Another long silence.

“Now how in hell did you know that?” asked Charlie Freeman quietly.

“I’ll tell you when I get there.”

“You’re coming down south?”

“Correct. I’ll call you back once I have my reservation. I’ll want you to set up an interview with this guy in the hospital. Make it as long as possible. I plan to go to work on him, and I don’t want the doctors getting in the way. This is our one chance to crack this case. It may be the last we ever get.”

“But I told you already, he refuses to say a goddamn-”

“I think he’ll talk to me, Mr. Freeman. I’m pretty sure I can get him to talk to me.”

18

I awoke shortly after dawn to find a figure standing beside my bed. My dreams had been unusually vivid and elaborate, and for a moment I thought the intruder was another illusion, an escapee from that nocturnal melodrama. Then it moved, and I saw that it was female, and naked.

The covers were stripped back and I felt flesh touch mine at many points, chill on the surface but brimming with internal warmth. A face was buried in my neck and hands roved over my body. Firm breasts were crushed against my chest, the nipples knotted with cold. My cock, already thick with early morning tumescence, stirred and hardened as wiry pubic hair brushed against the bud.
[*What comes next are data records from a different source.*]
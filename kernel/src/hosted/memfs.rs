//! In-memory file layer.
//!
//! Files are byte vectors with reference counts; there is one directory,
//! the root. Counts are public so tests can check that fork duplicates and
//! exit releases exactly once per reference.

use std::vec::Vec;

use spin::Mutex;

use crate::fs::{DirRef, FileRef, Filesystem};

const ROOT: DirRef = DirRef(1);

struct File {
    data: Vec<u8>,
    refs: u32,
}

struct Inner {
    files: Vec<File>,
    root_refs: u32,
}

pub struct MemFs {
    inner: Mutex<Inner>,
}

impl MemFs {
    pub fn new() -> Self {
        Self {
            inner: Mutex::new(Inner {
                files: Vec::new(),
                root_refs: 0,
            }),
        }
    }

    /// A new file holding `data`, opened once.
    pub fn create(&self, data: &[u8]) -> FileRef {
        let mut inner = self.inner.lock();
        inner.files.push(File {
            data: data.to_vec(),
            refs: 1,
        });
        FileRef(inner.files.len() as u32 - 1)
    }

    pub fn file_refs(&self, file: FileRef) -> u32 {
        self.inner.lock().files.get(file.0 as usize).map_or(0, |f| f.refs)
    }

    /// Outstanding references to the root directory.
    pub fn dir_refs(&self) -> u32 {
        self.inner.lock().root_refs
    }
}

impl Default for MemFs {
    fn default() -> Self {
        Self::new()
    }
}

impl Filesystem for MemFs {
    fn dup_file(&self, file: FileRef) -> FileRef {
        let mut inner = self.inner.lock();
        match inner.files.get_mut(file.0 as usize) {
            Some(f) if f.refs > 0 => f.refs += 1,
            _ => panic!("dup_file: {:?} not open", file),
        }
        file
    }

    fn close_file(&self, file: FileRef) {
        let mut inner = self.inner.lock();
        match inner.files.get_mut(file.0 as usize) {
            Some(f) if f.refs > 0 => f.refs -= 1,
            _ => panic!("close_file: {:?} not open", file),
        }
    }

    fn dup_dir(&self, dir: DirRef) -> DirRef {
        assert_eq!(dir, ROOT, "dup_dir: unknown directory");
        self.inner.lock().root_refs += 1;
        dir
    }

    fn release_dir(&self, dir: DirRef) {
        assert_eq!(dir, ROOT, "release_dir: unknown directory");
        let mut inner = self.inner.lock();
        if inner.root_refs == 0 {
            panic!("release_dir: no references left");
        }
        inner.root_refs -= 1;
    }

    fn root_dir(&self) -> DirRef {
        self.inner.lock().root_refs += 1;
        ROOT
    }

    fn read_at(&self, file: FileRef, dst: &mut [u8], offset: u64) -> Option<usize> {
        let inner = self.inner.lock();
        let data = &inner.files.get(file.0 as usize)?.data;
        let start = usize::try_from(offset).ok()?;
        if start > data.len() {
            return None;
        }
        let n = dst.len().min(data.len() - start);
        dst[..n].copy_from_slice(&data[start..start + n]);
        Some(n)
    }
}

#[cfg(test)]
mod tests {
    use super::*;

    #[test]
    fn reference_counts_follow_dup_and_close() {
        let fs = MemFs::new();
        let f = fs.create(b"hello");
        assert_eq!(fs.dup_file(f), f);
        assert_eq!(fs.file_refs(f), 2);
        fs.close_file(f);
        fs.close_file(f);
        assert_eq!(fs.file_refs(f), 0);

        let root = fs.root_dir();
        fs.dup_dir(root);
        fs.release_dir(root);
        assert_eq!(fs.dir_refs(), 1);
    }

    #[test]
    fn reads_stop_at_the_end() {
        let fs = MemFs::new();
        let f = fs.create(b"abcdef");
        let mut buf = [0u8; 4];
        assert_eq!(fs.read_at(f, &mut buf, 4), Some(2));
        assert_eq!(&buf[..2], b"ef");
        assert_eq!(fs.read_at(f, &mut buf, 7), None);
    }

    #[test]
    #[should_panic(expected = "close_file")]
    fn closing_too_often_is_fatal() {
        let fs = MemFs::new();
        let f = fs.create(b"");
        fs.close_file(f);
        fs.close_file(f);
    }
}
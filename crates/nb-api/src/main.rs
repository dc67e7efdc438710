mod auth;
mod config;
mod error;
mod housekeeper;
mod placements;
mod routes;
mod state;

use std::sync::Arc;

use nb_driver::docker::{BollardConnector, DockerConnector};
use nb_driver::lock::PgPoolLock;
use nb_driver::prepare::AnsiblePreparer;
use nb_driver::proxy::NginxRouter;
use nb_driver::store::PgRecordStore;
use nb_driver::{Collaborators, PoolDriver};
use tower_http::trace::TraceLayer;
use tracing_subscriber::EnvFilter;

use crate::config::AppConfig;
use crate::housekeeper::spawn_housekeeper;
use crate::placements::PgPlacements;
use crate::routes::api_router;
use crate::state::AppState;

#[tokio::main]
async fn main() {
    // Load .env if present
    let _ = dotenvy::dotenv();

    tracing_subscriber::fmt()
        .with_env_filter(EnvFilter::try_from_default_env().unwrap_or_else(|_| "info".into()))
        .init();

    let config = AppConfig::from_env();

    // Database
    let db = nb_db::create_pool(&config.database_url)
        .await
        .expect("failed to connect to database");

    nb_db::run_migrations(&db)
        .await
        .expect("failed to run migrations");

    let cloud = nb_infra::build_provider().expect("failed to build cloud provider");
    let ssh_public_key = std::fs::read_to_string(&config.ssh_public_key_file)
        .expect("failed to read SSH public key")
        .trim()
        .to_string();

    let docker: Arc<dyn DockerConnector> = Arc::new(BollardConnector::new(&config.docker_cert_dir));
    let preparer = AnsiblePreparer::new(
        &config.prepare_playbook,
        &config.ssh_private_key_file,
        &config.image_dir,
        docker.clone(),
    );
    let proxy = NginxRouter::new(&config.proxy_conf_dir, config.external_https_port)
        .with_reload_command(config.proxy_reload_command.clone());

    let driver = Arc::new(PoolDriver::new(
        Collaborators {
            cloud,
            docker,
            preparer: Arc::new(preparer),
            proxy: Arc::new(proxy),
            store: Arc::new(PgRecordStore::new(db.clone())),
            lock: Arc::new(PgPoolLock::new(db.clone())),
        },
        config.driver_settings(ssh_public_key),
    ));

    let backend = driver
        .records()
        .ensure_config()
        .await
        .expect("failed to load backend config");
    tracing::info!(
        shutdown_mode = backend.shutdown_mode,
        max_hosts = backend.max_hosts,
        free_slot_target = backend.free_slot_target,
        "backend config loaded"
    );

    spawn_housekeeper(driver.clone(), config.housekeep_interval_secs);

    let state = AppState {
        driver,
        placements: Arc::new(PgPlacements::new(db)),
        config: config.clone(),
    };

    let app = api_router(state).layer(TraceLayer::new_for_http());

    let listener = tokio::net::TcpListener::bind(config.listen_addr)
        .await
        .expect("failed to bind listener");

    tracing::info!(addr = %config.listen_addr, "starting pool control API");

    axum::serve(listener, app).await.expect("server error");
}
I was still in that ambiguous state between sleep and waking, where the normal rules and standards do not apply. The woman was shivering, so I hugged her. It must be Andrea, I thought drowsily, come to bring me comfort and news of my son. Then the woman turned and raised herself slightly, looking down at me. The light was dim, seeping in through the cracks in the exterior walls and under the door, but it was enough to reveal my mistake. This was not Andrea. It took another few minutes, by which time we were almost coupled, before I realized who it was.

My erection immediately began to sag. I pulled away, giving myself space, studying the plain, feral face with its high cheekbones and stubby nose. My companion was none other than Ellie, the plump nymphet whose enthusiastic compliance Sam had so brutally vaunted the day before.

“Fuck me,” she whispered imploringly. “Please fuck me.”

It should have been a perfect wet-dream scenario. Maybe it was its very perfection which gave it away, that and the fact that her desperation was evidently not erotic. Certainly she played her part well. She sucked on my lips and her knee pushed in between my legs, and as my traitorous cock stiffened up she grasped it and squeezed so hard I gasped. In any other situation I would have been only too happy to go along and ask questions afterward, but I knew I couldn’t afford that luxury.